EDITORIAL: Bridge Card reform long overdue, could cut too deep



When Lt. Gov. Brian Calley said Tuesday the new state budget would be an "atomic bomb," students probably did not expect their Bridge Cards to be carried off in the shockwave. But targeting the Food Assistance Program to trim the budget can be reasonable.

The recent decision to strike student status from qualifications could vaporize benefits for up to 15,000 of the 25,923 college students covered in April.

That the program, which is undeniably abused by many of its college-aged users, would be one of many to feel the shears on the path to a balanced state budget was not unexpected.

It is difficult to justify snatching taxpayer dollars to pay for fresh crab leg dinners for college students perfectly capable of feeding themselves from their own or their parents' funds.

However, the breadth, severity and immediacy of the cuts were a surprise.

It is heartening to see Gov. Rick Snyder willing to take serious action to bring the budget in line with reality, but changes to a program that provides a staple to 3,433 students in Isabella County alone should not be rushed.

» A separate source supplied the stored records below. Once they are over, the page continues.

//! Channel flow past a cylinder.
//!
//! Fluid enters on the left at fixed speed, drains on the right at fixed
//! density and squeezes around a circular obstacle between two no-slip
//! walls. Around Re ~ 50 the wake behind the cylinder loses its symmetry,
//! the onset of vortex shedding. The run polls the live result field for
//! progress and prints a coarse map of the final speed field.

use std::thread;
use std::time::Duration;

use boltz_engine::{ResultsMode, SimConfig, Simulation};
use boltz_lattice::{viscosity, BoundaryConditions, EdgeFlow, ObstacleMask};

fn main() {
    println!("Channel flow past a cylinder (2D LBM)");
    println!("=====================================");

    let rows = 48;
    let cols = 160;
    let radius = 5.0;
    let center = (cols as f64 / 4.0, rows as f64 / 2.0);

    let config = SimConfig {
        results_mode: ResultsMode::Speed,
        boundary: BoundaryConditions::BounceBack,
        use_accel_x: false,
        inlet: EdgeFlow::FixedSpeed,
        inlet_speed: 0.1,
        outlet: EdgeFlow::FixedDensity,
        outlet_density: 1.0,
        tau: 0.55,
        num_threads: 4,
        warmup_steps: 0,
        refresh_steps: 100,
        max_steps: Some(20_000),
        ..SimConfig::default()
    };

    let mask = ObstacleMask::from_fn(rows, cols, |x, y| {
        let dx = x as f64 - center.0;
        let dy = y as f64 - center.1;
        dx * dx + dy * dy <= radius * radius
    });

    let nu = viscosity(config.tau);
    println!("Grid: {}x{}", cols, rows);
    println!("Cylinder: radius {} at ({:.0}, {:.0})", radius, center.0, center.1);
    println!("Viscosity: ν = {:.4}", nu);
    println!("Inlet speed: u_in = {}", config.inlet_speed);
    println!(
        "Reynolds number: Re ≈ {:.0}",
        config.inlet_speed * 2.0 * radius / nu
    );
    println!("Workers: {}", config.num_threads);
    println!();

    let mut sim = Simulation::start(config, mask.clone()).unwrap();
    let handle = sim.handle();

    let print_every = 2_000;
    let mut next = print_every;
    while !handle.is_finished() {
        thread::sleep(Duration::from_millis(10));
        let step = handle.steps();
        if step >= next {
            let (lo, hi) = handle.snapshot().min_max();
            println!("Step {:6}: speed range [{:.5}, {:.5}]", step, lo, hi);
            next = (step / print_every + 1) * print_every;
        }
    }
    sim.wait();
    let field = sim.snapshot();

    // Speed along the wake centerline, downstream of the cylinder.
    let mid = rows / 2;
    println!("\nWake centerline speed (y = {}):", mid);
    println!("  x/L      |u|");
    println!("  ----    ------");
    for i in 0..10 {
        let x = cols / 2 + i * cols / 20;
        println!("  {:.2}    {:.5}", x as f64 / cols as f64, field.at(x, mid));
    }

    // Coarse shade map of the speed field, walls at top and bottom.
    let (_, hi) = field.min_max();
    let ramp = b" .:-=+*%@";
    println!("\nFinal speed field (# = solid):");
    for y in (0..rows).rev().step_by(2) {
        let mut line = String::with_capacity(cols / 2);
        for x in (0..cols).step_by(2) {
            if mask.solid(x, y) {
                line.push('#');
            } else {
                let level = (field.at(x, y) / hi * (ramp.len() - 1) as f64).round();
                line.push(ramp[level as usize] as char);
            }
        }
        println!("  {}", line);
    }

    println!("\n✓ Channel flow complete");
}
//! Two-phase step barrier between the controller and the worker pool.
//!
//! One cycle: the controller `release_all`s the pool, every worker runs its
//! share and `report_done`s, the controller's `wait_all_done` returns once
//! all reports are in. The wake side and the completion side are independent
//! conditions so a fast worker can report and park again while others still
//! run. Releases are level-triggered per-worker flags: a release issued
//! before the worker reaches `wait_release` is consumed on entry, never
//! lost, and spurious wakeups re-check the predicate.

use parking_lot::{Condvar, Mutex};

pub struct StepBarrier {
    workers: usize,
    wake: Mutex<Box<[bool]>>,
    wake_cv: Condvar,
    done: Mutex<usize>,
    done_cv: Condvar,
}

impl StepBarrier {
    pub fn new(workers: usize) -> Self {
        Self {
            workers,
            wake: Mutex::new(vec![false; workers].into_boxed_slice()),
            wake_cv: Condvar::new(),
            done: Mutex::new(0),
            done_cv: Condvar::new(),
        }
    }

    pub fn workers(&self) -> usize {
        self.workers
    }

    /// Controller: wake every worker for one activation.
    pub fn release_all(&self) {
        let mut wake = self.wake.lock();
        for flag in wake.iter_mut() {
            *flag = true;
        }
        self.wake_cv.notify_all();
    }

    /// Worker: block until released, consuming the release.
    pub fn wait_release(&self, id: usize) {
        let mut wake = self.wake.lock();
        self.wake_cv.wait_while(&mut wake, |wake| !wake[id]);
        wake[id] = false;
    }

    /// Worker: count this activation as finished.
    pub fn report_done(&self) {
        let mut done = self.done.lock();
        *done += 1;
        self.done_cv.notify_one();
    }

    /// Controller: block until every worker reported, then reset the count.
    pub fn wait_all_done(&self) {
        let mut done = self.done.lock();
        self.done_cv.wait_while(&mut done, |done| *done < self.workers);
        *done = 0;
    }
}

#[cfg(test)]
mod tests {
    use super::*;
    use std::sync::atomic::{AtomicBool, AtomicUsize, Ordering};
    use std::sync::Arc;
    use std::thread;

    #[test]
    fn test_release_before_wait_is_consumed() {
        let barrier = Arc::new(StepBarrier::new(1));
        barrier.release_all();
        // The release predates the wait; it must still satisfy it.
        let b = Arc::clone(&barrier);
        let t = thread::spawn(move || b.wait_release(0));
        t.join().unwrap();
        barrier.report_done();
        barrier.wait_all_done();
    }

    #[test]
    fn test_cycles_run_to_completion() {
        // Full controller/worker choreography over many cycles: every
        // worker must run exactly once per release.
        let workers = 4;
        let cycles = 200;
        let barrier = Arc::new(StepBarrier::new(workers));
        let stop = Arc::new(AtomicBool::new(false));
        let counts: Vec<_> = (0..workers)
            .map(|_| Arc::new(AtomicUsize::new(0)))
            .collect();

        let handles: Vec<_> = (0..workers)
            .map(|id| {
                let barrier = Arc::clone(&barrier);
                let stop = Arc::clone(&stop);
                let count = Arc::clone(&counts[id]);
                thread::spawn(move || loop {
                    barrier.wait_release(id);
                    if stop.load(Ordering::SeqCst) {
                        barrier.report_done();
                        break;
                    }
                    count.fetch_add(1, Ordering::Relaxed);
                    barrier.report_done();
                })
            })
            .collect();

        for _ in 0..cycles {
            barrier.release_all();
            barrier.wait_all_done();
        }
        stop.store(true, Ordering::SeqCst);
        barrier.release_all();
        for h in handles {
            h.join().unwrap();
        }

        for count in &counts {
            assert_eq!(count.load(Ordering::Relaxed), cycles);
        }
    }

    #[test]
    fn test_completion_side_resets() {
        let barrier = StepBarrier::new(2);
        barrier.report_done();
        barrier.report_done();
        barrier.wait_all_done();
        // A second rendezvous needs two fresh reports.
        barrier.report_done();
        barrier.report_done();
        barrier.wait_all_done();
    }
}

While abuse was likely rampant, many students who take a full course load simply do not have the time to also work enough hours to pay for groceries. That is assuming they can find jobs at all when the labor market is flooded with unemployed workers with much more open schedules.

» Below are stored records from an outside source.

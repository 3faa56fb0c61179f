//! The collide-and-stream step, formulated as a gather.
//!
//! Each target cell of the write grid is assembled from the post-collision
//! state of its own and its two neighbor columns on the read grid, so a
//! worker that owns a column band writes only inside that band. The three
//! source columns are collided into a small ring buffer that slides across
//! the band, which re-collides one halo column per band edge instead of
//! sharing intermediate state between workers.
//!
//! Solid sites (obstacles, and the top/bottom rows in wall modes) stay
//! all-zero; a distribution that would stream out of one reverses back into
//! its source (bounce-back) or, for slippery walls, reflects specularly.
//! In bounded-x mode the open edge columns are closed by the Zou/He rules
//! after streaming.

use std::ops::Range;
use std::sync::Arc;

use crate::boundary::{
    apply_inlet, apply_outlet, BoundaryConditions, EdgeFlowSpec, MIRROR_Y,
};
use crate::cell::{Cell, E, OPP};
use crate::lattice::{ColumnBand, Lattice, LatticeRef, ObstacleMask};

/// Physical parameters of the collide-and-stream rule.
#[derive(Clone, Copy, Debug)]
pub struct FlowParams {
    pub boundary: BoundaryConditions,
    /// BGK relaxation time; must exceed 0.5.
    pub tau: f64,
    /// Horizontal body-force acceleration per step.
    pub accel_x: f64,
    /// Acceleration-driven mode: columns wrap and every column is forced;
    /// otherwise the domain is bounded in x with inlet/outlet edges and
    /// only interior columns are forced.
    pub use_accel_x: bool,
    pub inlet: EdgeFlowSpec,
    pub outlet: EdgeFlowSpec,
}

/// One collided source column of the sliding ring.
#[derive(Clone, Debug, Default)]
struct PostColumn {
    /// Global column index, `None` when the column lies outside a bounded
    /// domain (its slots stream in nothing).
    x: Option<usize>,
    cells: Vec<Cell>,
}

/// The step rule bundled with its parameters, obstacle mask and scratch.
///
/// Workers clone one instance each; the mask is shared, the ring scratch is
/// per-instance so stepping needs no allocation.
#[derive(Clone, Debug)]
pub struct CollideStream {
    mask: Arc<ObstacleMask>,
    params: FlowParams,
    accel_x_tau: f64,
    /// Sliding post-collision columns: [x-1, x, x+1].
    ring: [PostColumn; 3],
}

impl CollideStream {
    pub fn new(mask: Arc<ObstacleMask>, params: FlowParams) -> Self {
        Self {
            mask,
            params,
            accel_x_tau: params.accel_x * params.tau,
            ring: Default::default(),
        }
    }

    /// Starting grid: fluid cells at rest equilibrium, solid sites inert.
    pub fn init(&self) -> Lattice {
        let (rows, cols) = (self.mask.rows(), self.mask.cols());
        let mut lattice = Lattice::new(rows, cols);
        for x in 0..cols {
            for y in 0..rows {
                if !self.solid_site(x, y) {
                    lattice.cell_mut(x, y).init();
                }
            }
        }
        lattice
    }

    /// One step for a whole grid; the single-threaded form of the update.
    pub fn step(&mut self, read: &Lattice, write: &mut Lattice) {
        let cols = read.cols();
        let mut band = write.band_mut(0..cols);
        self.update_columns(read.as_ref(), &mut band);
    }

    /// One step for a contiguous column band of the write grid.
    ///
    /// Reads columns `span.start - 1 ..= span.end` of the read grid and
    /// writes only inside the band, so disjoint bands can be updated
    /// concurrently.
    pub fn update_columns(&mut self, read: LatticeRef<'_>, band: &mut ColumnBand<'_>) {
        if band.is_empty() {
            return;
        }
        let rows = read.rows();
        let cols = read.cols();
        let span = band.cols();
        self.ensure_ring(rows);

        self.load_ring_slot(read, self.neighbor_col(span.start, -1, cols), 0);
        self.load_ring_slot(read, Some(span.start), 1);
        self.load_ring_slot(read, self.neighbor_col(span.start, 1, cols), 2);

        for x in span.clone() {
            self.assemble_column(band, x, rows);
            if x + 1 < span.end {
                self.ring.rotate_left(1);
                self.load_ring_slot(read, self.neighbor_col(x + 1, 1, cols), 2);
            }
        }

        if !self.params.use_accel_x {
            self.close_open_edges(band, rows, cols, span);
        }
    }

    fn ensure_ring(&mut self, rows: usize) {
        for slot in &mut self.ring {
            if slot.cells.len() != rows {
                slot.cells.resize(rows, Cell::default());
            }
        }
    }

    /// Collide one read-grid column into a ring slot.
    fn load_ring_slot(&mut self, read: LatticeRef<'_>, x: Option<usize>, slot: usize) {
        self.ring[slot].x = x;
        let Some(cx) = x else { return };
        let force = self.forced_term(cx);
        let tau = self.params.tau;
        for y in 0..read.rows() {
            self.ring[slot].cells[y] = if self.solid_site(cx, y) {
                Cell::default()
            } else {
                read.cell(cx, y).collided(tau, force)
            };
        }
    }

    /// Assemble the streamed values of write column `x` from the ring.
    fn assemble_column(&self, band: &mut ColumnBand<'_>, x: usize, rows: usize) {
        let periodic = self.params.boundary.periodic();
        for y in 0..rows {
            if self.solid_site(x, y) {
                *band.cell_mut(x, y) = Cell::default();
                continue;
            }
            let mut out = Cell::default();
            for i in 0..9 {
                let [ex, ey] = E[i];
                // Straight-line source of slot i is one e_i behind the target.
                let sy = if periodic {
                    (y as i32 - ey).rem_euclid(rows as i32) as usize
                } else {
                    debug_assert!((y as i32 - ey) >= 0 && ((y as i32 - ey) as usize) < rows);
                    (y as i32 - ey) as usize
                };
                let slot = &self.ring[(1 - ex) as usize];
                let Some(sx) = slot.x else {
                    // Open x edge: left zero for the Zou/He closure.
                    continue;
                };
                out.f[i] = if !self.solid_site(sx, sy) {
                    slot.cells[sy].f[i]
                } else if self.params.boundary == BoundaryConditions::Slippery
                    && !self.mask.solid(sx, sy)
                    && !self.solid_site(sx, y)
                {
                    // Free-slip wall: the particle keeps its horizontal
                    // motion, so it arrives from the same row, mirrored.
                    slot.cells[y].f[MIRROR_Y[i]]
                } else {
                    // No-slip wall or obstacle: the target's own
                    // post-collision value comes straight back.
                    self.ring[1].cells[y].f[OPP[i]]
                };
            }
            *band.cell_mut(x, y) = out;
        }
    }

    /// Zou/He closure on any open edge column inside the band.
    fn close_open_edges(
        &self,
        band: &mut ColumnBand<'_>,
        rows: usize,
        cols: usize,
        span: Range<usize>,
    ) {
        let (y0, y1) = if self.params.boundary.periodic() {
            (0, rows)
        } else {
            (1, rows.saturating_sub(1))
        };
        if span.contains(&0) {
            for y in y0..y1 {
                if !self.mask.solid(0, y) {
                    apply_inlet(band.cell_mut(0, y), self.params.inlet);
                }
            }
        }
        if span.contains(&(cols - 1)) {
            for y in y0..y1 {
                if !self.mask.solid(cols - 1, y) {
                    apply_outlet(band.cell_mut(cols - 1, y), self.params.outlet);
                }
            }
        }
    }

    /// Source column one step sideways, wrapping only in acceleration mode.
    fn neighbor_col(&self, x: usize, dx: i32, cols: usize) -> Option<usize> {
        let nx = x as i32 + dx;
        if (0..cols as i32).contains(&nx) {
            Some(nx as usize)
        } else if self.params.use_accel_x {
            Some(nx.rem_euclid(cols as i32) as usize)
        } else {
            None
        }
    }

    /// Body-force term for a column: `a_x · τ`, or 0 where unforced.
    fn forced_term(&self, x: usize) -> f64 {
        if self.params.use_accel_x || (x > 0 && x + 1 < self.mask.cols()) {
            self.accel_x_tau
        } else {
            0.0
        }
    }

    fn solid_site(&self, x: usize, y: usize) -> bool {
        self.mask.solid(x, y)
            || (!self.params.boundary.periodic() && (y == 0 || y + 1 == self.mask.rows()))
    }
}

When parents cannot fill the gap because of their own economic concerns, something must be done.

Student loans and unemployment insurance can ease the transition, but there will at best be more debt or another battery of forms for students to overcome.

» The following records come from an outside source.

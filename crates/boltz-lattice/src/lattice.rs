//! Grid storage: column-major cell array, borrowed views, obstacle mask.
//!
//! Cells are stored column-major (`index = x * rows + y`) so that a
//! contiguous range of columns is a contiguous memory band; the engine
//! partitions work by columns and hands each worker one band.

use std::ops::Range;

use crate::cell::Cell;

/// Owned rectangular grid of cells.
#[derive(Clone, Debug, PartialEq)]
pub struct Lattice {
    rows: usize,
    cols: usize,
    cells: Vec<Cell>,
}

impl Lattice {
    /// All-zero lattice of the given shape.
    pub fn new(rows: usize, cols: usize) -> Self {
        assert!(rows > 0 && cols > 0, "lattice must have at least one cell");
        Self {
            rows,
            cols,
            cells: vec![Cell::default(); rows * cols],
        }
    }

    #[inline]
    pub fn rows(&self) -> usize {
        self.rows
    }

    #[inline]
    pub fn cols(&self) -> usize {
        self.cols
    }

    #[inline]
    fn idx(&self, x: usize, y: usize) -> usize {
        debug_assert!(x < self.cols && y < self.rows);
        x * self.rows + y
    }

    #[inline]
    pub fn cell(&self, x: usize, y: usize) -> &Cell {
        &self.cells[self.idx(x, y)]
    }

    #[inline]
    pub fn cell_mut(&mut self, x: usize, y: usize) -> &mut Cell {
        let i = self.idx(x, y);
        &mut self.cells[i]
    }

    /// One column as a contiguous slice.
    pub fn column(&self, x: usize) -> &[Cell] {
        &self.cells[x * self.rows..(x + 1) * self.rows]
    }

    /// Flat column-major cell storage.
    pub fn cells(&self) -> &[Cell] {
        &self.cells
    }

    /// Consume the lattice, keeping its storage.
    pub fn into_cells(self) -> Vec<Cell> {
        self.cells
    }

    /// Borrowed read view of the whole grid.
    pub fn as_ref(&self) -> LatticeRef<'_> {
        LatticeRef::new(self.rows, self.cols, &self.cells)
    }

    /// Mutable view of one contiguous column range.
    pub fn band_mut(&mut self, cols: Range<usize>) -> ColumnBand<'_> {
        assert!(cols.start <= cols.end && cols.end <= self.cols);
        let rows = self.rows;
        let cells = &mut self.cells[cols.start * rows..cols.end * rows];
        ColumnBand::new(cols.start, rows, cells)
    }

    /// Split the grid into disjoint mutable column bands.
    ///
    /// `ranges` must be sorted, contiguous and cover `[0, cols)`, the shape
    /// the engine's column partition produces. Empty ranges are allowed.
    pub fn bands_mut(&mut self, ranges: &[Range<usize>]) -> Vec<ColumnBand<'_>> {
        let rows = self.rows;
        let mut bands = Vec::with_capacity(ranges.len());
        let mut rest: &mut [Cell] = &mut self.cells;
        let mut next_col = 0;
        for r in ranges {
            assert_eq!(r.start, next_col, "ranges must be contiguous");
            assert!(r.end <= self.cols);
            let (band, tail) = std::mem::take(&mut rest).split_at_mut((r.end - r.start) * rows);
            bands.push(ColumnBand::new(r.start, rows, band));
            rest = tail;
            next_col = r.end;
        }
        assert_eq!(next_col, self.cols, "ranges must cover every column");
        bands
    }

    /// Total mass on the grid.
    pub fn total_density(&self) -> f64 {
        self.cells.iter().map(Cell::density).sum()
    }

    /// Largest velocity magnitude on the grid.
    pub fn max_speed(&self) -> f64 {
        self.cells.iter().map(Cell::speed).fold(0.0, f64::max)
    }
}

/// Borrowed read-only view of a lattice.
///
/// The step kernel and the result extractor read through this view; the
/// engine also builds it over its shared buffers.
#[derive(Clone, Copy)]
pub struct LatticeRef<'a> {
    rows: usize,
    cols: usize,
    cells: &'a [Cell],
}

impl<'a> LatticeRef<'a> {
    pub fn new(rows: usize, cols: usize, cells: &'a [Cell]) -> Self {
        assert_eq!(cells.len(), rows * cols);
        Self { rows, cols, cells }
    }

    #[inline]
    pub fn rows(&self) -> usize {
        self.rows
    }

    #[inline]
    pub fn cols(&self) -> usize {
        self.cols
    }

    #[inline]
    pub fn cell(&self, x: usize, y: usize) -> &'a Cell {
        debug_assert!(x < self.cols && y < self.rows);
        &self.cells[x * self.rows + y]
    }
}

/// Mutable view of a contiguous column range, addressed by global column.
pub struct ColumnBand<'a> {
    first_col: usize,
    rows: usize,
    cells: &'a mut [Cell],
}

impl<'a> ColumnBand<'a> {
    pub fn new(first_col: usize, rows: usize, cells: &'a mut [Cell]) -> Self {
        assert!(rows > 0);
        assert_eq!(cells.len() % rows, 0);
        Self {
            first_col,
            rows,
            cells,
        }
    }

    #[inline]
    pub fn rows(&self) -> usize {
        self.rows
    }

    /// Global column range this band covers.
    pub fn cols(&self) -> Range<usize> {
        self.first_col..self.first_col + self.cells.len() / self.rows
    }

    pub fn is_empty(&self) -> bool {
        self.cells.is_empty()
    }

    #[inline]
    pub fn cell_mut(&mut self, x: usize, y: usize) -> &mut Cell {
        debug_assert!(self.cols().contains(&x) && y < self.rows);
        &mut self.cells[(x - self.first_col) * self.rows + y]
    }

    /// One column as a contiguous mutable slice.
    pub fn column_mut(&mut self, x: usize) -> &mut [Cell] {
        debug_assert!(self.cols().contains(&x));
        let start = (x - self.first_col) * self.rows;
        &mut self.cells[start..start + self.rows]
    }
}

/// Solid-site bitmap, same shape as the lattice, fixed for a run.
#[derive(Clone, Debug, PartialEq)]
pub struct ObstacleMask {
    rows: usize,
    cols: usize,
    solid: Vec<bool>,
}

impl ObstacleMask {
    /// Fully open (no obstacle) domain.
    pub fn open(rows: usize, cols: usize) -> Self {
        Self {
            rows,
            cols,
            solid: vec![false; rows * cols],
        }
    }

    /// Build from a predicate over `(x, y)` = (column, row).
    pub fn from_fn(rows: usize, cols: usize, mut is_solid: impl FnMut(usize, usize) -> bool) -> Self {
        let mut mask = Self::open(rows, cols);
        for x in 0..cols {
            for y in 0..rows {
                mask.solid[x * rows + y] = is_solid(x, y);
            }
        }
        mask
    }

    #[inline]
    pub fn rows(&self) -> usize {
        self.rows
    }

    #[inline]
    pub fn cols(&self) -> usize {
        self.cols
    }

    #[inline]
    pub fn solid(&self, x: usize, y: usize) -> bool {
        debug_assert!(x < self.cols && y < self.rows);
        self.solid[x * self.rows + y]
    }

    /// Number of solid sites.
    pub fn solid_cells(&self) -> usize {
        self.solid.iter().filter(|&&s| s).count()
    }
}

Greater stringency in the Food Assistance Program is not only needed, but long overdue. Unfortunately, the sweeping cuts coming to students' wallets in April are more akin to severing the arm to cure the infected pinky than the balanced spending reform Michigan needs.

Limiting food assistance only to employed students reiterates that this is, in fact, aid and not an allowance, but raising the bar to working 20 hours a week may be unfair. There are a number of students with on-campus jobs who work less than 20 hours, but still depend on food assistance to help support themselves.

If a student was approved for food assistance through this year and worked 19 hours, that student loses all their food assistance April 1, no questions. A more gradual approach, like allowing newly ineligible students to continue through their previously approved date, may be less problematic for those affected.

The program was excessive and overly generous, and needed to be reformed. While this sends a strong message on the part of the state government, a little further consideration could have made the change easier for those governed.